The functions of each pair are inverse to each other. For each pair, check that both compositions give the identity function.
$F: \mathbb{R} \to \mathbb{R}$ and $F^{−1}:\mathbb{R} \to \mathbb{R}$ are defined by $F(x)=3x+2$ and $F^{−1}(y)=\dfrac{y−2}{3}$, for all $y \in \Bbb{R}.$
My attempt:
Inverse Function
For each particular but arbitrarily chosen $y \in \mathbb{R}$, according to the definition of $f^{-1}$, $f^{-1}(y) = \dfrac{y-2}{3}$ is a unique real number $x$ such that $f(x) = y$. \begin{align*} F(x) & = y\\ 3x + 2 & = y\\ x & = \frac{y-2}{3} \end{align*} Therefore, $f^{-1}(y) = \frac{y-2}{3}$.
Compositions of Functions.
The functions $g \circ f$ and $f \circ g$ are defined as follows: $$(g \circ f)(x) = g(f(x)) = g(3x + 2) = 3x + 2$$ for all $x \in \mathbb{Z}$.

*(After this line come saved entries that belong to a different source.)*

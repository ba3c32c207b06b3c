//! Inverted index from character n-grams to canonical keys.

use std::collections::{HashMap, HashSet};

/// Stands in for spaces so word boundaries show up inside n-grams.
pub const WORD_SENTINEL: char = '_';

pub type KeyId = u32;

/// All contiguous `width`-char windows of `key`, spaces replaced by [`WORD_SENTINEL`].
///
/// Keys shorter than `width` produce nothing.
pub fn ngrams(key: &str, width: usize) -> Vec<String> {
    if width == 0 {
        return Vec::new();
    }
    let chars: Vec<char> = key
        .chars()
        .map(|c| if c == ' ' { WORD_SENTINEL } else { c })
        .collect();
    chars.windows(width).map(|w| w.iter().collect()).collect()
}

/// Distinct n-grams of `key`.
pub fn ngram_set(key: &str, width: usize) -> HashSet<String> {
    ngrams(key, width).into_iter().collect()
}

/// A key surfaced by the index with the number of n-grams it shares with the query.
#[derive(Debug, Clone, Copy, PartialEq, Eq)]
pub struct Candidate<'a> {
    pub key: &'a str,
    pub shared: usize,
}

/// Grow-only posting lists. Keys are interned once and referenced by id.
#[derive(Debug, Clone)]
pub struct NGramIndex {
    width: usize,
    keys: Vec<String>,
    ids: HashMap<String, KeyId>,
    postings: HashMap<String, Vec<KeyId>>,
}

impl NGramIndex {
    pub fn new(width: usize) -> Self {
        Self {
            width,
            keys: Vec::new(),
            ids: HashMap::new(),
            postings: HashMap::new(),
        }
    }

    /// Index every key in `keys`.
    pub fn build<'a, I>(keys: I, width: usize) -> Self
    where
        I: IntoIterator<Item = &'a str>,
    {
        let mut index = Self::new(width);
        for key in keys {
            index.insert(key);
        }
        index
    }

    /// Number of distinct keys inserted.
    pub fn len(&self) -> usize {
        self.keys.len()
    }

    pub fn is_empty(&self) -> bool {
        self.keys.is_empty()
    }

    /// Number of distinct n-grams with a posting list.
    pub fn gram_count(&self) -> usize {
        self.postings.len()
    }

    pub fn contains(&self, key: &str) -> bool {
        self.ids.contains_key(key)
    }

    /// Add `key` to the posting list of each of its n-grams.
    ///
    /// Returns false for empty or already indexed keys, which are left untouched.
    pub fn insert(&mut self, key: &str) -> bool {
        if key.is_empty() || self.ids.contains_key(key) {
            return false;
        }
        let id = self.keys.len() as KeyId;
        self.keys.push(key.to_string());
        self.ids.insert(key.to_string(), id);
        for gram in ngram_set(key, self.width) {
            self.postings.entry(gram).or_default().push(id);
        }
        true
    }

    /// Up to `limit` keys sharing n-grams with `query`, most shared first.
    ///
    /// Ties are ordered lexicographically by key so results are reproducible.
    pub fn candidates_for(&self, query: &str, limit: usize) -> Vec<Candidate<'_>> {
        let mut shared: HashMap<KeyId, usize> = HashMap::new();
        for gram in ngram_set(query, self.width) {
            if let Some(ids) = self.postings.get(&gram) {
                for &id in ids {
                    *shared.entry(id).or_insert(0) += 1;
                }
            }
        }

        let mut ranked: Vec<Candidate<'_>> = shared
            .into_iter()
            .map(|(id, shared)| Candidate { key: self.keys[id as usize].as_str(), shared })
            .collect();
        ranked.sort_unstable_by(|a, b| b.shared.cmp(&a.shared).then_with(|| a.key.cmp(b.key)));
        ranked.truncate(limit);
        ranked
    }
}

impl Default for NGramIndex {
    fn default() -> Self {
        Self::new(3)
    }
}
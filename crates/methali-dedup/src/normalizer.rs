//! Canonical comparison keys for quote text.

use unicode_normalization::UnicodeNormalization;

/// Characters removed from keys: brackets, quotes, parentheses, sentence
/// punctuation and the hyphen/dash family.
const STRIPPED: &[char] = &[
    '[', ']', '"', '\'', '`', '(', ')', ',', '.', ':', ';', '!', '?',
    '-', '\u{2010}', '\u{2011}', '\u{2012}', '\u{2013}', '\u{2014}',
    '\u{2018}', '\u{2019}', '\u{201C}', '\u{201D}',
];

/// Map raw quote text to its canonical key.
///
/// Case, punctuation and whitespace differences vanish; NFKC folds
/// compatibility code points. An empty result means the text has no
/// content worth indexing.
pub fn normalize(raw: &str) -> String {
    let nfkc: String = raw.trim().nfkc().collect();
    let lowered = collapse_whitespace(&nfkc).to_lowercase();
    let stripped: String = lowered.chars().filter(|c| !STRIPPED.contains(c)).collect();
    // Stripping can leave a double space ("a - b"), collapse again so keys are fixed points.
    collapse_whitespace(&stripped)
}

/// Trim and squeeze every whitespace run to one ASCII space.
fn collapse_whitespace(s: &str) -> String {
    s.split_whitespace().collect::<Vec<_>>().join(" ")
}
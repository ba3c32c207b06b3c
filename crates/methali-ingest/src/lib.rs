//! Turn raw scraped text into incoming records.
//!
//! Formats:
//! - `lines`: one proverb per line, translation split off by punctuation
//! - `delimited`: `quote|||person|||category` rows
//! - `json`: an array of records in corpus shape

pub mod incoming;
pub mod lines;

pub use incoming::{load_incoming, IngestDefaults, IngestFormat};
pub use lines::{parse_delimited_lines, parse_translated_lines, split_line};
//! Backup naming and atomic file replacement.

use chrono::{DateTime, Utc};
use std::fs;
use std::io::Write;
use std::path::{Path, PathBuf};

fn file_name(path: &Path) -> String {
    path.file_name()
        .map(|n| n.to_string_lossy().into_owned())
        .unwrap_or_else(|| "corpus".to_string())
}

/// First free backup name next to `path`.
///
/// `quotes.json.bak` if free, else `quotes.json.bak.<UTC stamp>`, else the
/// stamped name with a `-N` counter. An existing backup is never chosen.
pub fn backup_path(path: &Path, now: DateTime<Utc>) -> PathBuf {
    let name = file_name(path);
    let primary = path.with_file_name(format!("{name}.bak"));
    if !primary.exists() {
        return primary;
    }

    let stamp = now.format("%Y%m%dT%H%M%SZ");
    let stamped = path.with_file_name(format!("{name}.bak.{stamp}"));
    if !stamped.exists() {
        return stamped;
    }

    let mut n = 1u32;
    loop {
        let candidate = path.with_file_name(format!("{name}.bak.{stamp}-{n}"));
        if !candidate.exists() {
            return candidate;
        }
        n += 1;
    }
}

/// Write through a sibling temp file and rename over `path`.
pub fn write_atomic(path: &Path, bytes: &[u8]) -> std::io::Result<()> {
    if let Some(parent) = path.parent() {
        if !parent.as_os_str().is_empty() {
            fs::create_dir_all(parent)?;
        }
    }
    let tmp_path = path.with_file_name(format!("{}.tmp", file_name(path)));
    let result = (|| -> std::io::Result<()> {
        let mut f = fs::File::create(&tmp_path)?;
        f.write_all(bytes)?;
        f.flush()?;
        f.sync_all()?;
        fs::rename(&tmp_path, path)?;
        Ok(())
    })();
    if result.is_err() {
        let _ = fs::remove_file(&tmp_path);
    }
    result
}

If I understand well then you must check whether the functions $\mathbb R\to\mathbb R$ prescribed by $x\mapsto3x+2$ and $x\mapsto\frac13(x-2)$ are inverses of each other.
That is indeed the case since their compositions are prescribed by: $x\mapsto3x+2\mapsto\frac13((3x+2)-2)=x$ and: $x\mapsto\frac13(x-2)\mapsto3(\frac13(x-2))+2=x$ so both are identity functions.
This observation is enough to conclude that the functions are inverses of each other, and is what you are asked to do.